● **What you will do**: Extract exactly the range of lines bounded by the line containing "let last = filtered.len() - 1;" and the final line of the listing, both ends included, and no other lines.

========

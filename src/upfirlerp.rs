use rayon::prelude::*;
use rayon::{ThreadPool, ThreadPoolBuilder};
use rustfft::num_complex::Complex;
use std::sync::Arc;
use std::time::Instant;

use crate::constants::DEFAULT_THREADS;
use crate::constants::DEFAULT_UP_RATE;
use crate::constants::MAX_THREADS;
use crate::error::{UflError, UflResult};
use crate::filter::fir_filter;
use crate::filter::fir_filter_par;
use crate::types::Sample;

/// Time of sample `n` on the upsampled grid.
pub fn grid_time(n: usize, step_sec: f64) -> f64 {
    n as f64 * step_sec
}

/// Up-sample, FIR-filter and linearly interpolate a baud-rate symbol stream.
///
/// The engine is specialised to one precision through `T`. Configuration is
/// validated by the setters, which leave the previous value in place on
/// failure. Each `interpolate` call is independent of the previous ones.
#[derive(Debug, Clone)]
pub struct UpfirLerp<T: Sample> {
    up: usize,
    threads: usize,
    taps: Vec<T>,
    pool: Option<Arc<ThreadPool>>,
}

impl<T: Sample> Default for UpfirLerp<T> {
    fn default() -> Self {
        Self {
            up: DEFAULT_UP_RATE,
            threads: DEFAULT_THREADS,
            taps: vec![],
            pool: None,
        }
    }
}

impl<T: Sample> UpfirLerp<T> {
    pub fn new() -> Self {
        Default::default()
    }

    pub fn set_up_rate(&mut self, up: usize) -> UflResult<&mut Self> {
        if up < 1 {
            return Err(UflError::InvalidConfig(format!(
                "upsample rate must be >= 1, got {}",
                up
            )));
        }
        self.up = up;
        log::debug!("up rate is now {}", self.up);
        Ok(self)
    }

    pub fn get_up_rate(&self) -> usize {
        self.up
    }

    /// Sets the worker count, at most `MAX_THREADS`. Every worker thread is
    /// spawned here, so a failure shows up at configuration time rather than
    /// in `interpolate`.
    pub fn set_threads(&mut self, threads: usize) -> UflResult<&mut Self> {
        if !(1..=MAX_THREADS).contains(&threads) {
            return Err(UflError::InvalidConfig(format!(
                "thread count must be in [1, {}], got {}",
                MAX_THREADS, threads
            )));
        }
        let pool = if threads > 1 {
            let pool = ThreadPoolBuilder::new()
                .num_threads(threads)
                .thread_name(|idx| format!("ufl-worker-{}", idx))
                .build()?;
            Some(Arc::new(pool))
        } else {
            None
        };
        self.threads = threads;
        self.pool = pool;
        log::debug!("threads is now {}", self.threads);
        Ok(self)
    }

    pub fn get_threads(&self) -> usize {
        self.threads
    }

    pub fn set_up_taps(&mut self, taps: &[T]) -> UflResult<&mut Self> {
        if taps.is_empty() {
            return Err(UflError::InvalidConfig("tap sequence is empty".into()));
        }
        self.taps = taps.to_vec();
        log::debug!("num_taps is now {}", self.taps.len());
        Ok(self)
    }

    pub fn get_up_taps(&self) -> &[T] {
        &self.taps
    }

    /// Number of samples on the upsampled grid, refused when the buffer could
    /// not be allocated.
    fn grid_len(&self, num_symbols: usize) -> UflResult<usize> {
        let len = num_symbols.checked_mul(self.up).filter(|&len| {
            len.checked_mul(std::mem::size_of::<Complex<T>>())
                .is_some_and(|bytes| bytes <= isize::MAX as usize)
        });
        len.ok_or_else(|| {
            UflError::InvalidConfig(format!(
                "{} symbols at up rate {} exceed the addressable grid",
                num_symbols, self.up
            ))
        })
    }

    fn check_ready(&self, baud_period_sec: f64) -> UflResult<()> {
        if self.taps.is_empty() {
            return Err(UflError::InvalidConfig("taps not set".into()));
        }
        if !baud_period_sec.is_finite() || baud_period_sec <= 0.0 {
            return Err(UflError::InvalidConfig(format!(
                "baud period must be positive, got {}",
                baud_period_sec
            )));
        }
        Ok(())
    }

    /// Filter output on the upsampled grid, `up * symbols.len()` samples.
    pub fn filter(&self, symbols: &[Complex<T>]) -> UflResult<Vec<Complex<T>>> {
        if self.taps.is_empty() {
            return Err(UflError::InvalidConfig("taps not set".into()));
        }
        self.grid_len(symbols.len())?;
        Ok(self.build_filtered(symbols))
    }

    fn build_filtered(&self, symbols: &[Complex<T>]) -> Vec<Complex<T>> {
        match &self.pool {
            Some(pool) => pool.install(|| fir_filter_par(symbols, &self.taps, self.up)),
            None => fir_filter(symbols, &self.taps, self.up),
        }
    }

    /// Evaluates the filtered waveform at every time in `t`.
    pub fn interpolate(
        &self,
        symbols: &[Complex<T>],
        baud_period_sec: f64,
        t: &[f64],
    ) -> UflResult<Vec<Complex<T>>> {
        let mut out = vec![Complex::new(T::zero(), T::zero()); t.len()];
        self.interpolate_into(symbols, baud_period_sec, t, &mut out)?;
        Ok(out)
    }

    /// Like [`UpfirLerp::interpolate`], writing into a caller-sized buffer.
    pub fn interpolate_into(
        &self,
        symbols: &[Complex<T>],
        baud_period_sec: f64,
        t: &[f64],
        out: &mut [Complex<T>],
    ) -> UflResult<()> {
        if out.len() != t.len() {
            return Err(UflError::LengthMismatch {
                expected: t.len(),
                actual: out.len(),
            });
        }
        self.check_ready(baud_period_sec)?;
        self.grid_len(symbols.len())?;

        let step_sec = baud_period_sec / self.up as f64;
        let ts = Instant::now();
        let filtered = self.build_filtered(symbols);
        log::debug!(
            "filter: {} samples in {} usec",
            filtered.len(),
            ts.elapsed().as_micros()
        );

        let ts = Instant::now();
        match &self.pool {
            Some(pool) => {
                // one contiguous range of queries per worker
                let chunk = t.len().div_ceil(self.threads).max(1);
                pool.install(|| {
                    out.par_chunks_mut(chunk)
                        .zip(t.par_chunks(chunk))
                        .for_each(|(o, q)| lerp_range(&filtered, step_sec, q, o));
                });
            }
            None => lerp_range(&filtered, step_sec, t, out),
        }
        log::debug!(
            "interpolate: {} queries on {} threads in {} usec",
            t.len(),
            self.threads,
            ts.elapsed().as_micros()
        );
        Ok(())
    }
}

fn lerp_range<T: Sample>(filtered: &[Complex<T>], step_sec: f64, t: &[f64], out: &mut [Complex<T>]) {
    for (o, &q) in out.iter_mut().zip(t.iter()) {
        *o = lerp_at(filtered, step_sec, q);
    }
}

/// Linear interpolation of `filtered` at time `q`, zero outside the grid.
fn lerp_at<T: Sample>(filtered: &[Complex<T>], step_sec: f64, q: f64) -> Complex<T> {
    let zero = Complex::new(T::zero(), T::zero());
    if filtered.is_empty() || !q.is_finite() {
        return zero;
    }
    let last = filtered.len() - 1;
    if q < 0.0 || q > grid_time(last, step_sec) {
        log::trace!(
            "t={} is outside the upsampled range [0, {}]",
            q,
            grid_time(last, step_sec)
        );
        return zero;
    }

    // floor(q / step) may land one sample off the grid times; settle on
    // t_n <= q < t_{n+1}.
    let mut n = ((q / step_sec) as usize).min(last);
    if grid_time(n, step_sec) > q {
        n -= 1;
    } else if n < last && grid_time(n + 1, step_sec) <= q {
        n += 1;
    }
    if n == last {
        return filtered[last];
    }

    let t_n = grid_time(n, step_sec);
    let frac = (q - t_n) / (grid_time(n + 1, step_sec) - t_n);
    let frac = T::from_f64(frac).unwrap_or_else(T::zero);
    filtered[n] + (filtered[n + 1] - filtered[n]) * frac
}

========

● **Exercise result**:
    let last = filtered.len() - 1;
    if q < 0.0 || q > grid_time(last, step_sec) {
        log::trace!(
            "t={} is outside the upsampled range [0, {}]",
            q,
            grid_time(last, step_sec)
        );
        return zero;
    }

    // floor(q / step) may land one sample off the grid times; settle on
    // t_n <= q < t_{n+1}.
    let mut n = ((q / step_sec) as usize).min(last);
    if grid_time(n, step_sec) > q {
        n -= 1;
    } else if n < last && grid_time(n + 1, step_sec) <= q {
        n += 1;
    }
    if n == last {
        return filtered[last];
    }

    let t_n = grid_time(n, step_sec);
    let frac = (q - t_n) / (grid_time(n + 1, step_sec) - t_n);
    let frac = T::from_f64(frac).unwrap_or_else(T::zero);
    filtered[n] + (filtered[n + 1] - filtered[n]) * frac
}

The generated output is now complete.